Sprint Nextel has made tremendous progress with rebanding public safety and private wireless licensees since the start of the year. As of mid-May, 96% of Phase 1, Wave 1 licensees have signed Frequency Reconfiguration Agreements, or FRAs, and they are well into their retunes. For Wave 2 of Phase 1, 97% of licensees have completed negotiations. Nearly all of the remaining licensees that have not completed FRAs are using their planning-funding dollars to prepare for discussions to complete their FRA.

We have now completed Alternative Dispute Resolution (ADR) for Phase 1, Waves 1 and 2. I'm pleased to report that ADR has produced much success. Only four cases were referred to the FCC for review in Phase 1, Wave 1 reconfiguration. At the time of this writing, it appears that only two cases were headed to the FCC for resolution from Phase 1, Wave 2. The ADR process has functioned as the FCC anticipated.

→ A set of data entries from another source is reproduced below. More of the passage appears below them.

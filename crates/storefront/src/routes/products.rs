//! Product detail page.
//!
//! The page always renders one concrete variant. A request that does not
//! pin one down is redirected to a canonical variant URL first.

use std::collections::HashMap;
use std::sync::Arc;

use askama::Template;
use axum::{
    extract::{Path, RawQuery, State},
    http::{StatusCode, header},
    response::{IntoResponse, Response},
};
use prier_core::DeferredState;
use prier_core::variant::{QueryParams, ResolveRequest, Resolution, resolve, variant_url};
use tower_sessions::Session;
use tracing::{debug, instrument};

use super::home;
use super::layout::{self, LayoutView};
use crate::components::{
    ImageView, ProductFormTemplate, ProductFormView, ProductPriceView, SectionTemplate,
    SectionTheme, SectionView,
};
use crate::deferred::{Deferred, FetchFailed, StreamedPage};
use crate::error::{AppError, Result};
use crate::filters;
use crate::middleware::get_cart_id;
use crate::shopify::{Product, ProductVariant};
use crate::state::AppState;

/// Number of products in the recommended section.
const RECOMMENDED_PRODUCTS: i64 = 4;

/// Product display data for the page template.
pub struct ProductPageView {
    pub title: String,
    pub image: Option<ImageView>,
    pub price: ProductPriceView,
    pub description_html: String,
    pub seo_description: Option<String>,
}

impl From<&Product> for ProductPageView {
    fn from(product: &Product) -> Self {
        let selected = product.selected_variant.as_ref();
        Self {
            title: product.title.clone(),
            image: selected
                .and_then(|variant| variant.image.as_ref())
                .map(|image| ImageView::new(image, "Product Image")),
            price: ProductPriceView::new(selected),
            description_html: product.description_html.clone(),
            seo_description: product
                .seo_description
                .clone()
                .filter(|description| !description.is_empty()),
        }
    }
}

#[derive(Template)]
#[template(path = "pages/product.html")]
pub struct ProductTemplate {
    pub layout: LayoutView,
    pub product: ProductPageView,
    pub product_form: String,
    pub recommended: String,
}

/// Display a product.
///
/// Critical: the product with its first variants. Deferred: the full variant
/// list (drives option availability), recommended products and the cart.
#[instrument(skip(state, session, params, raw_query), fields(handle = tracing::field::Empty))]
pub async fn show(
    State(state): State<AppState>,
    Path(params): Path<HashMap<String, String>>,
    RawQuery(raw_query): RawQuery,
    session: Session,
) -> Result<Response> {
    let handle = params
        .get("handle")
        .ok_or(AppError::MissingRouteParameter("handle"))?
        .clone();
    tracing::Span::current().record("handle", handle.as_str());

    let query = QueryParams::parse(raw_query.as_deref().unwrap_or_default()).without_tracking();

    let selected_options = query.to_selected_options();
    let api = state.storefront();
    let (header, product) = tokio::join!(
        layout::header(&state),
        api.product(&handle, &selected_options)
    );
    let mut product = product?;

    let selected = match resolve(&ResolveRequest {
        handle: &handle,
        options: &product.options,
        variants: &product.variants,
        selected_variant: product.selected_variant.as_ref(),
        query: &query,
    })? {
        Resolution::Redirect(redirect) => {
            debug!(location = %redirect.location, "Redirecting to canonical variant");
            return Ok(found(&redirect.location));
        }
        resolution => resolution.variant().cloned(),
    };
    product.selected_variant = selected;

    let variants = Deferred::spawn("product_variants", {
        let api = state.storefront();
        let handle = handle.clone();
        async move { api.product_variants(&handle).await }
    });
    let recommended = Deferred::spawn("recommended_products", async move {
        api.recommended_products(RECOMMENDED_PRODUCTS).await
    });
    let cart = layout::cart(&state, get_cart_id(&session).await);

    let canonical_url = variant_url(
        &handle,
        &query,
        product
            .selected_variant
            .as_ref()
            .map_or(&[], |variant| variant.selected_options.as_slice()),
    );

    let mut page = StreamedPage::new();
    let layout = LayoutView::new(
        &mut page,
        layout::page_title(&state, &product.title),
        header,
        &cart,
        &canonical_url,
    );

    let view = ProductPageView::from(&product);
    let product = Arc::new(product);
    let return_to = format!("{canonical_url}#cart-aside");
    let product_form = page.slot("product-form", &variants, move |state| {
        render_product_form(&product, state, &query, &return_to)
    });

    let grid = page.slot("recommended-products", &recommended, home::render_recommended);
    let section = SectionView::new(SectionTheme::Default, "Recommended Products")
        .with_copy("Hello world, this is copy!");

    let template = ProductTemplate {
        layout,
        product: view,
        product_form: product_form.to_string(),
        recommended: SectionTemplate {
            section: &section,
            body: &grid.to_string(),
        }
        .render()?,
    };

    Ok(page.into_response(template.render()?))
}

/// `302 Found` to a relative URL.
fn found(location: &str) -> Response {
    (StatusCode::FOUND, [(header::LOCATION, location.to_string())]).into_response()
}

#[allow(clippy::ptr_arg)]
fn render_product_form(
    product: &Product,
    state: DeferredState<&Vec<ProductVariant>, &FetchFailed>,
    query: &QueryParams,
    return_to: &str,
) -> askama::Result<String> {
    let form = ProductFormView::new(product, state.map(Vec::as_slice), query, return_to);
    ProductFormTemplate { form: &form }.render()
}
//! The operations the storefront needs from the commerce API.

use prier_core::{CartId, CartLineId, SelectedOption};

use super::ShopifyError;
use super::types::{
    Cart, CartLineInput, CartLineUpdateInput, Collection, CollectionSummary, HeaderData,
    PageRequest, Product, ProductSummary, ProductVariant,
};

/// Typed queries and cart mutations against the Storefront API.
///
/// Handlers hold this as `Arc<dyn StorefrontApi>` so tests can swap in an
/// in-memory implementation.
#[async_trait::async_trait]
pub trait StorefrontApi: Send + Sync {
    // -------------------------------------------------------------------------
    // Layout
    // -------------------------------------------------------------------------

    /// Shop name, primary domain and the menu with `menu_handle`.
    async fn header(&self, menu_handle: &str) -> Result<HeaderData, ShopifyError>;

    // -------------------------------------------------------------------------
    // Catalog
    // -------------------------------------------------------------------------

    /// The most recently updated collection, if the shop has any.
    async fn featured_collection(&self) -> Result<Option<CollectionSummary>, ShopifyError>;

    /// The `count` most recently updated products.
    async fn recommended_products(&self, count: i64) -> Result<Vec<ProductSummary>, ShopifyError>;

    /// The first `first` collections.
    async fn collections(&self, first: i64) -> Result<Vec<CollectionSummary>, ShopifyError>;

    /// A collection with one page of its products.
    ///
    /// Returns `ShopifyError::NotFound` for an unknown handle.
    async fn collection(
        &self,
        handle: &str,
        page: &PageRequest,
    ) -> Result<Collection, ShopifyError>;

    /// Product detail, with the variant matching `selected_options` if any.
    ///
    /// Entries whose name is not one of the product's options are ignored, so
    /// foreign query parameters do not prevent a match.
    ///
    /// Returns `ShopifyError::NotFound` for an unknown handle.
    async fn product(
        &self,
        handle: &str,
        selected_options: &[SelectedOption],
    ) -> Result<Product, ShopifyError>;

    /// Every variant of a product (up to 250).
    async fn product_variants(&self, handle: &str) -> Result<Vec<ProductVariant>, ShopifyError>;

    // -------------------------------------------------------------------------
    // Cart
    // -------------------------------------------------------------------------

    /// Fetch a cart. Returns `ShopifyError::NotFound` once it has expired.
    async fn cart(&self, cart_id: &CartId) -> Result<Cart, ShopifyError>;

    /// Create a cart holding `lines`.
    async fn create_cart(&self, lines: Vec<CartLineInput>) -> Result<Cart, ShopifyError>;

    async fn add_lines(
        &self,
        cart_id: &CartId,
        lines: Vec<CartLineInput>,
    ) -> Result<Cart, ShopifyError>;

    async fn update_lines(
        &self,
        cart_id: &CartId,
        lines: Vec<CartLineUpdateInput>,
    ) -> Result<Cart, ShopifyError>;

    async fn remove_lines(
        &self,
        cart_id: &CartId,
        line_ids: Vec<CartLineId>,
    ) -> Result<Cart, ShopifyError>;

    /// Replace the cart's discount codes with `codes`.
    async fn update_discount_codes(
        &self,
        cart_id: &CartId,
        codes: Vec<String>,
    ) -> Result<Cart, ShopifyError>;
}
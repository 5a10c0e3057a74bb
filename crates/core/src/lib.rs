//! Prier Core - storefront domain logic.
//!
//! This crate holds the pieces of the storefront that do not touch the
//! network: catalog value types, variant resolution, cart form arithmetic and
//! the two-phase state used for deferred page sections.
//!
//! # Architecture
//!
//! No I/O, no HTTP clients, no templates. The `prier-storefront` crate
//! fetches data, feeds it through these functions and renders the result.
//!
//! # Modules
//!
//! - [`types`] - Newtype IDs, money and product option types
//! - [`variant`] - Option matching, variant resolution and selector state
//! - [`cart`] - Quantity steps and discount-code sets for cart forms
//! - [`deferred`] - `Pending | Resolved | Failed` state for secondary data

#![cfg_attr(not(test), forbid(unsafe_code))]

pub mod cart;
pub mod deferred;
pub mod types;
pub mod variant;

pub use deferred::DeferredState;
pub use types::*;
//! GraphQL operations for the Shopify Storefront API.
//!
//! Each operation is a unit struct implementing [`GraphQLQuery`] with a
//! sibling module holding its document, `Variables` and `ResponseData`, the
//! same layout `#[derive(GraphQLQuery)]` generates.

use graphql_client::{GraphQLQuery, QueryBody};

// =============================================================================
// Fragments
// =============================================================================

macro_rules! image_fragment {
    () => {
        "
fragment Image on Image {
  id
  url
  altText
  width
  height
}
"
    };
}

macro_rules! product_variant_fragment {
    () => {
        "
fragment ProductVariant on ProductVariant {
  availableForSale
  compareAtPrice { amount currencyCode }
  id
  image { ...Image }
  price { amount currencyCode }
  product { title handle }
  selectedOptions { name value }
  sku
  title
}
"
    };
}

macro_rules! product_item_fragment {
    () => {
        "
fragment ProductItem on Product {
  id
  handle
  title
  featuredImage { ...Image }
  priceRange { minVariantPrice { amount currencyCode } }
  compareAtPriceRange { minVariantPrice { amount currencyCode } }
  variants(first: 1) {
    nodes { selectedOptions { name value } }
  }
}
"
    };
}

macro_rules! collection_item_fragment {
    () => {
        "
fragment CollectionItem on Collection {
  id
  handle
  title
  description
  image { ...Image }
}
"
    };
}

macro_rules! cart_fragment {
    () => {
        "
fragment Cart on Cart {
  id
  checkoutUrl
  totalQuantity
  cost {
    subtotalAmount { amount currencyCode }
    totalAmount { amount currencyCode }
  }
  discountCodes { code applicable }
  lines(first: 100) {
    nodes {
      id
      quantity
      cost {
        amountPerQuantity { amount currencyCode }
        totalAmount { amount currencyCode }
        compareAtAmountPerQuantity { amount currencyCode }
      }
      merchandise {
        ... on ProductVariant {
          id
          title
          image { ...Image }
          selectedOptions { name value }
          product { handle title }
        }
      }
    }
  }
}
"
    };
}

macro_rules! cart_mutation_payload {
    () => {
        "
  cart { ...Cart }
  userErrors { code field message }
"
    };
}

/// Implement [`GraphQLQuery`] for an operation struct and its module.
macro_rules! operation {
    ($name:ident, $module:ident) => {
        impl GraphQLQuery for $name {
            type Variables = $module::Variables;
            type ResponseData = $module::ResponseData;

            fn build_query(variables: Self::Variables) -> QueryBody<Self::Variables> {
                QueryBody {
                    variables,
                    query: $module::QUERY,
                    operation_name: $module::OPERATION_NAME,
                }
            }
        }
    };
}

// =============================================================================
// Layout
// =============================================================================

pub struct Header;
operation!(Header, header);

pub mod header {
    use serde::{Deserialize, Serialize};

    use crate::shopify::storefront::responses::{MenuFields, ShopFields};

    pub const OPERATION_NAME: &str = "Header";
    pub const QUERY: &str = "
query Header($headerMenuHandle: String!) {
  shop {
    name
    primaryDomain { url }
  }
  menu(handle: $headerMenuHandle) {
    id
    items {
      id
      title
      url
      items { id title url }
    }
  }
}
";

    #[derive(Debug, Serialize)]
    #[serde(rename_all = "camelCase")]
    pub struct Variables {
        pub header_menu_handle: String,
    }

    #[derive(Debug, Clone, Deserialize)]
    pub struct ResponseData {
        pub shop: ShopFields,
        pub menu: Option<MenuFields>,
    }
}

// =============================================================================
// Catalog
// =============================================================================

pub struct FeaturedCollection;
operation!(FeaturedCollection, featured_collection);

pub mod featured_collection {
    use serde::{Deserialize, Serialize};

    use crate::shopify::storefront::responses::{CollectionItemFields, Nodes};

    pub const OPERATION_NAME: &str = "FeaturedCollection";
    pub const QUERY: &str = concat!(
        "
query FeaturedCollection {
  collections(first: 1, sortKey: UPDATED_AT, reverse: true) {
    nodes { ...CollectionItem }
  }
}
",
        collection_item_fragment!(),
        image_fragment!()
    );

    #[derive(Debug, Serialize)]
    pub struct Variables;

    #[derive(Debug, Clone, Deserialize)]
    pub struct ResponseData {
        pub collections: Nodes<CollectionItemFields>,
    }
}

pub struct RecommendedProducts;
operation!(RecommendedProducts, recommended_products);

pub mod recommended_products {
    use serde::{Deserialize, Serialize};

    use crate::shopify::storefront::responses::{Nodes, ProductItemFields};

    pub const OPERATION_NAME: &str = "RecommendedProducts";
    pub const QUERY: &str = concat!(
        "
query RecommendedProducts($first: Int!) {
  products(first: $first, sortKey: UPDATED_AT, reverse: true) {
    nodes { ...ProductItem }
  }
}
",
        product_item_fragment!(),
        image_fragment!()
    );

    #[derive(Debug, Serialize)]
    pub struct Variables {
        pub first: i64,
    }

    #[derive(Debug, Clone, Deserialize)]
    pub struct ResponseData {
        pub products: Nodes<ProductItemFields>,
    }
}

pub struct Collections;
operation!(Collections, collections);

pub mod collections {
    use serde::{Deserialize, Serialize};

    use crate::shopify::storefront::responses::{CollectionItemFields, Nodes};

    pub const OPERATION_NAME: &str = "Collections";
    pub const QUERY: &str = concat!(
        "
query Collections($first: Int!) {
  collections(first: $first) {
    nodes { ...CollectionItem }
  }
}
",
        collection_item_fragment!(),
        image_fragment!()
    );

    #[derive(Debug, Serialize)]
    pub struct Variables {
        pub first: i64,
    }

    #[derive(Debug, Clone, Deserialize)]
    pub struct ResponseData {
        pub collections: Nodes<CollectionItemFields>,
    }
}

pub struct Collection;
operation!(Collection, collection);

pub mod collection {
    use serde::{Deserialize, Serialize};

    use crate::shopify::storefront::responses::CollectionFields;

    pub const OPERATION_NAME: &str = "Collection";
    pub const QUERY: &str = concat!(
        "
query Collection(
  $handle: String!
  $first: Int
  $last: Int
  $startCursor: String
  $endCursor: String
) {
  collection(handle: $handle) {
    id
    handle
    title
    description
    image { ...Image }
    products(first: $first, last: $last, before: $startCursor, after: $endCursor) {
      nodes { ...ProductItem }
      pageInfo {
        hasPreviousPage
        hasNextPage
        endCursor
        startCursor
      }
    }
  }
}
",
        product_item_fragment!(),
        image_fragment!()
    );

    #[derive(Debug, Serialize)]
    #[serde(rename_all = "camelCase")]
    pub struct Variables {
        pub handle: String,
        pub first: Option<i64>,
        pub last: Option<i64>,
        pub start_cursor: Option<String>,
        pub end_cursor: Option<String>,
    }

    #[derive(Debug, Clone, Deserialize)]
    pub struct ResponseData {
        pub collection: Option<CollectionFields>,
    }
}

pub struct Product;
operation!(Product, product);

pub mod product {
    use serde::{Deserialize, Serialize};

    use crate::shopify::storefront::responses::{ProductFields, SelectedOptionInput};

    pub const OPERATION_NAME: &str = "Product";
    pub const QUERY: &str = concat!(
        "
query Product($handle: String!, $selectedOptions: [SelectedOptionInput!]!) {
  product(handle: $handle) {
    id
    title
    vendor
    handle
    descriptionHtml
    description
    options {
      name
      optionValues { name }
    }
    selectedVariant: variantBySelectedOptions(
      selectedOptions: $selectedOptions
      ignoreUnknownOptions: true
    ) {
      ...ProductVariant
    }
    variants(first: 10) {
      nodes { ...ProductVariant }
    }
    seo { description title }
  }
}
",
        product_variant_fragment!(),
        image_fragment!()
    );

    #[derive(Debug, Serialize)]
    #[serde(rename_all = "camelCase")]
    pub struct Variables {
        pub handle: String,
        pub selected_options: Vec<SelectedOptionInput>,
    }

    #[derive(Debug, Clone, Deserialize)]
    pub struct ResponseData {
        pub product: Option<ProductFields>,
    }
}

pub struct ProductVariants;
operation!(ProductVariants, product_variants);

pub mod product_variants {
    use serde::{Deserialize, Serialize};

    use crate::shopify::storefront::responses::{Nodes, ProductVariantFields};

    pub const OPERATION_NAME: &str = "ProductVariants";
    pub const QUERY: &str = concat!(
        "
query ProductVariants($handle: String!) {
  product(handle: $handle) {
    variants(first: 250) {
      nodes { ...ProductVariant }
    }
  }
}
",
        product_variant_fragment!(),
        image_fragment!()
    );

    #[derive(Debug, Serialize)]
    pub struct Variables {
        pub handle: String,
    }

    #[derive(Debug, Clone, Deserialize)]
    pub struct ResponseData {
        pub product: Option<VariantsOnly>,
    }

    #[derive(Debug, Clone, Deserialize)]
    pub struct VariantsOnly {
        pub variants: Nodes<ProductVariantFields>,
    }
}

// =============================================================================
// Cart
// =============================================================================

pub struct GetCart;
operation!(GetCart, get_cart);

pub mod get_cart {
    use serde::{Deserialize, Serialize};

    use crate::shopify::storefront::responses::CartFields;

    pub const OPERATION_NAME: &str = "GetCart";
    pub const QUERY: &str = concat!(
        "
query GetCart($cartId: ID!) {
  cart(id: $cartId) { ...Cart }
}
",
        cart_fragment!(),
        image_fragment!()
    );

    #[derive(Debug, Serialize)]
    #[serde(rename_all = "camelCase")]
    pub struct Variables {
        pub cart_id: String,
    }

    #[derive(Debug, Clone, Deserialize)]
    pub struct ResponseData {
        pub cart: Option<CartFields>,
    }
}
use nom::IResult;

use crate::data::Flag;
use crate::data::Flags;
use crate::data::FormatVersion;
use crate::data::Header;
use crate::data::SequenceType;

pub fn byte(i: &[u8]) -> IResult<&[u8], u8> {
    let (i, n) = nom::bytes::streaming::take(1usize)(i)?;
    Ok((i, n[0]))
}

/// Decode a 7-bit-per-byte, big-endian, continuation-encoded unsigned integer.
///
/// Rejects the redundant leading `0x80` encoding and any value that would
/// overflow 64 bits.
pub fn variable_u64(i: &[u8]) -> IResult<&[u8], u64> {
    let mut num: u64 = 0;
    let mut rest = i;
    let mut first = true;
    loop {
        let (next, b) = self::byte(rest)?;
        if first && b == 0x80 {
            let error = nom::error::Error::new(i, nom::error::ErrorKind::Verify);
            return Err(nom::Err::Failure(error));
        }
        first = false;
        if num & (0x7Fu64 << 57) != 0 {
            let error = nom::error::Error::new(i, nom::error::ErrorKind::TooLarge);
            return Err(nom::Err::Failure(error));
        }
        num = (num << 7) | u64::from(b & 0x7F);
        rest = next;
        if b & 0x80 == 0 {
            return Ok((rest, num));
        }
    }
}

pub fn format_descriptor(i: &[u8]) -> IResult<&[u8], &[u8]> {
    nom::bytes::streaming::tag([0x01, 0xF9, 0xEC])(i)
}

/// Parse the format version byte.
///
/// Unlike the other header fields, an unrecognized version is reported via
/// the returned `u8` rather than folded into the generic nom error path, so
/// callers can surface `Error::UnsupportedVersion` with the offending value.
pub fn format_version(i: &[u8]) -> IResult<&[u8], Result<FormatVersion, u8>> {
    self::byte(i).map(|(i, b)| {
        let version = match b {
            1 => Ok(FormatVersion::V1),
            2 => Ok(FormatVersion::V2),
            other => Err(other),
        };
        (i, version)
    })
}

pub fn sequence_type(i: &[u8]) -> IResult<&[u8], SequenceType> {
    match nom::combinator::verify(self::byte, |&byte: &u8| byte <= 0x03)(i) {
        Err(e) => Err(e),
        Ok((i, 0)) => Ok((i, SequenceType::Dna)),
        Ok((i, 1)) => Ok((i, SequenceType::Rna)),
        Ok((i, 2)) => Ok((i, SequenceType::Protein)),
        Ok((i, 3)) => Ok((i, SequenceType::Text)),
        _ => unreachable!(),
    }
}

/// Parse the header flags byte, bit-exact: bit 7 is `Quality`, bit 0 is
/// `Extended` (the reverse of the on-wire section order, which starts
/// from `Title` just above the reserved bit).
pub fn flags(i: &[u8]) -> IResult<&[u8], Flags> {
    self::byte(i).map(|(i, x)| {
        let mut flags = Flags::new();
        for flag in Flag::values() {
            if x & flag.as_byte() != 0 {
                flags.set(*flag);
            }
        }
        (i, flags)
    })
}

/// Parse the name separator byte. Printable policy is not enforced: any
/// byte value is accepted, even if it would be an odd choice of delimiter.
pub fn name_separator(i: &[u8]) -> IResult<&[u8], char> {
    self::byte(i).map(|(i, b)| (i, b as char))
}

pub fn line_length(i: &[u8]) -> IResult<&[u8], u64> {
    self::variable_u64(i)
}

pub fn number_of_sequences(i: &[u8]) -> IResult<&[u8], u64> {
    self::variable_u64(i)
}

/// Parse the archive header.
///
/// The outer `Result` is the nom parse result (truncation, malformed
/// framing); the inner `Result` singles out an unrecognized format version
/// byte, which is a recognized-but-unsupported input rather than a parse
/// failure, and maps to `Error::UnsupportedVersion` at the call site.
pub fn header(i: &[u8]) -> IResult<&[u8], Result<Header, u8>> {
    let (i, _) = format_descriptor(i)?;
    let (i, version) = format_version(i)?;
    let fmt = match version {
        Ok(fmt) => fmt,
        Err(byte) => return Ok((i, Err(byte))),
    };
    let (i, seqty) = match fmt {
        FormatVersion::V1 => (i, SequenceType::Dna),
        FormatVersion::V2 => sequence_type(i)?,
    };
    let (i, f) = flags(i)?;
    let (i, sep) = name_separator(i)?;
    let (i, ll) = line_length(i)?;
    let (i, nseq) = number_of_sequences(i)?;
    Ok((
        i,
        Ok(Header {
            format_version: fmt,
            sequence_type: seqty,
            flags: f,
            name_separator: sep,
            line_length: ll,
            number_of_sequences: nseq,
        }),
    ))
}

/// Parse a section frame header: `(original_size, compressed_size)`.
pub fn section_frame(i: &[u8]) -> IResult<&[u8], (u64, u64)> {
    let (i, original_size) = self::variable_u64(i)?;
    let (i, compressed_size) = self::variable_u64(i)?;
    Ok((i, (original_size, compressed_size)))
}

#[cfg(test)]
mod tests {
    use super::*;

    #[test]
    fn header() {
        // magic, version 1, flags 0x00, separator ' ', line_length 60, n_sequences 32
        const HEADER: [u8; 8] = [0x01, 0xF9, 0xEC, 0x01, 0x00, 0x20, 0x3C, 0x20];
        let (i, h) = super::header(&HEADER[..]).unwrap();
        let h = h.unwrap();
        assert_eq!(h.name_separator(), ' ');
        assert_eq!(h.line_length(), 60);
        assert_eq!(h.number_of_sequences(), 32);
        assert_eq!(i, b"");
    }

    #[test]
    fn header_empty_archive() {
        const HEADER: [u8; 8] = [0x01, 0xF9, 0xEC, 0x01, 0x00, 0x20, 0x00, 0x00];
        let (i, h) = super::header(&HEADER[..]).unwrap();
        let h = h.unwrap();
        assert_eq!(h.number_of_sequences(), 0);
        assert_eq!(h.flags().as_byte(), 0x00);
        assert_eq!(i, b"");
    }

    #[test]
    fn flags_bit_order() {
        let (_, f) = super::flags(&[0x80][..]).unwrap();
        assert!(f.test(Flag::Quality));
        assert!(!f.test(Flag::Extended));

        let (_, f) = super::flags(&[0x01][..]).unwrap();
        assert!(f.test(Flag::Extended));
        assert!(!f.test(Flag::Quality));
    }

    #[test]
    fn header_reports_unsupported_version_byte() {
        const HEADER: [u8; 4] = [0x01, 0xF9, 0xEC, 0x03];
        let (_, h) = super::header(&HEADER[..]).unwrap();
        assert!(matches!(h, Err(3)));
    }

    #[test]
    fn variable_u64_rejects_redundant_leading_byte() {
        assert!(super::variable_u64(&[0x80, 0x01][..]).is_err());
    }
}
//! Common error type for this crate.

use std::borrow::Cow;

#[derive(Debug)]
pub enum Error {
    /// An underlying read or write failure.
    Io(std::io::Error),
    /// A parser-combinator failure that doesn't map to a more specific variant.
    Nom(nom::error::Error<Vec<u8>>),
    /// Invalid UTF-8 in a title, id or name section.
    Utf8(std::str::Utf8Error),
    /// The input ended before a required field or section completed.
    Truncated,
    /// A structural violation of the archive format.
    Corrupt(Cow<'static, str>),
    /// The archive's format version is not supported by this decoder.
    UnsupportedVersion(u8),
    /// The requested projection cannot be satisfied by this archive.
    UnsupportedProjection(&'static str),
    /// An invalid command-line configuration (CLI layer only).
    Config(String),
}

impl Error {
    pub fn corrupt<S: Into<Cow<'static, str>>>(message: S) -> Self {
        Error::Corrupt(message.into())
    }
}

impl From<std::io::Error> for Error {
    fn from(error: std::io::Error) -> Self {
        if error.kind() == std::io::ErrorKind::UnexpectedEof {
            Error::Truncated
        } else {
            Error::Io(error)
        }
    }
}

impl From<nom::error::Error<Vec<u8>>> for Error {
    fn from(error: nom::error::Error<Vec<u8>>) -> Self {
        Error::Nom(error)
    }
}

impl From<std::string::FromUtf8Error> for Error {
    fn from(error: std::string::FromUtf8Error) -> Self {
        Self::from(error.utf8_error())
    }
}

impl From<std::str::Utf8Error> for Error {
    fn from(error: std::str::Utf8Error) -> Self {
        Error::Utf8(error)
    }
}

impl<'i> From<nom::error::Error<&'i [u8]>> for Error {
    fn from(error: nom::error::Error<&'i [u8]>) -> Self {
        if error.code == nom::error::ErrorKind::TooLarge {
            Error::corrupt("varint overflows 64 bits")
        } else {
            Error::Nom(nom::error::Error::new(error.input.to_owned(), error.code))
        }
    }
}

impl<E> From<nom::Err<E>> for Error
where
    E: Into<Error>,
{
    fn from(error: nom::Err<E>) -> Self {
        match error {
            nom::Err::Error(e) | nom::Err::Failure(e) => e.into(),
            nom::Err::Incomplete(_) => Error::Truncated,
        }
    }
}

impl std::fmt::Display for Error {
    fn fmt(&self, f: &mut std::fmt::Formatter<'_>) -> std::fmt::Result {
        match self {
            Error::Io(e) => e.fmt(f),
            Error::Nom(e) => nom::Err::Error(e).fmt(f),
            Error::Utf8(e) => e.fmt(f),
            Error::Truncated => f.write_str("archive ended before expected"),
            Error::Corrupt(message) => write!(f, "corrupt archive: {message}"),
            Error::UnsupportedVersion(v) => write!(f, "unsupported format version: {v}"),
            Error::UnsupportedProjection(p) => {
                write!(f, "archive does not support the `{p}` projection")
            }
            Error::Config(message) => write!(f, "invalid configuration: {message}"),
        }
    }
}

impl std::error::Error for Error {
    fn source(&self) -> Option<&(dyn std::error::Error + 'static)> {
        match self {
            Error::Io(e) => Some(e),
            Error::Utf8(e) => Some(e),
            _ => None,
        }
    }
}
#![doc = include_str!("../README.md")]

mod decoder;

pub mod alphabet;
pub mod data;
pub mod error;
pub mod format;
pub mod varint;

pub use self::decoder::Decoder;
pub use self::decoder::DecoderBuilder;
pub use self::data::Flag;
pub use self::data::Flags;
pub use self::data::Header;
pub use self::data::Record;
pub use self::data::SequenceType;
pub use self::data::Size;
pub use self::error::Error;
pub use self::format::Projection;

cfg_if::cfg_if! {
    if #[cfg(feature = "arc")] {
        pub(crate) use std::sync::Arc as Rc;
    } else {
        pub(crate) use std::rc::Rc;
    }
}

We're also well into negotiating agreements with Phase 2 licensees for NPSPAC systems. Phase 2, Wave 1 contains more than 400 licensees, many of them with large, complex systems in major metropolitan areas. The number and complexity of public-safety communications systems in Phase 2, Wave 1 is a challenge for everyone — licensees, the Transition Administrator (TA) and Sprint Nextel — and we all have asked the FCC to grant additional time to negotiate retuning with Phase 2, Wave 1 incumbents. We remain hopeful the FCC will provide additional flexibility to get this done.

There have been two recent additions to the world of 800 MHz reconfiguration — both of which are designed to make the process smoother for public safety.

First, several members of the first responder community have joined the Sprint Nextel Public Safety Advisory Board (see story on page 18). The advisory board will enhance the experience of the public-safety community during 800 MHz band reconfiguration by providing an additional channel for public-safety incumbents and Sprint Nextel to share information, lessons learned and each other's views and perspectives. The advisory board will supply expert advice on difficult issues and unique retuning requirements, and will provide communications continuity for first responders around the country.

The members of the advisory board are each extremely well-qualified to advise Sprint Nextel on the issues involved in 800 MHz reconfiguration from a public-safety licensee's perspective. If you are in need of advisory board members' contact information, please send a message to 800MHz@sprint.com.

Second, under certain circumstances, public-safety licensees may apply for planning funding to assist in their planning for reconfiguration prior to negotiating an FRA with Sprint Nextel. Unfortunately, the planning-funding process has tended to take too long and has been cumbersome for many applicants. Under a new process, agreed to by public-safety leadership, the TA and Sprint Nextel, public-safety incumbents meeting certain guidelines will automatically have their applications for planning funding put on a fast-track approval process.

In general, if the costs in an applicant's request for planning funding (RFPF) aggregate to the equivalent of $55 or less per primary subscriber unit and do not exceed certain limits on project management and legal fees, the request will be expeditiously incorporated into a Planning Funding Agreement (PFA) with Sprint Nextel without any negotiation. The PFA fast track follows the standard RFPF process, and specific application, eligibility and processing criteria can be reviewed at www.800TA.org.

It is important to note that an incumbent's responsibility to incur “least cost” obligations are unchanged under the fast-track review process and remain subject to the FCC's true-up requirements at the end of reconfiguration. For those licensees that do not meet the fast-track criteria, the RFPF will follow the existing 60-day negotiation process established by the TA on Feb. 1.


Sandy Edwards is Sprint Nextel's vice president for spectrum resources.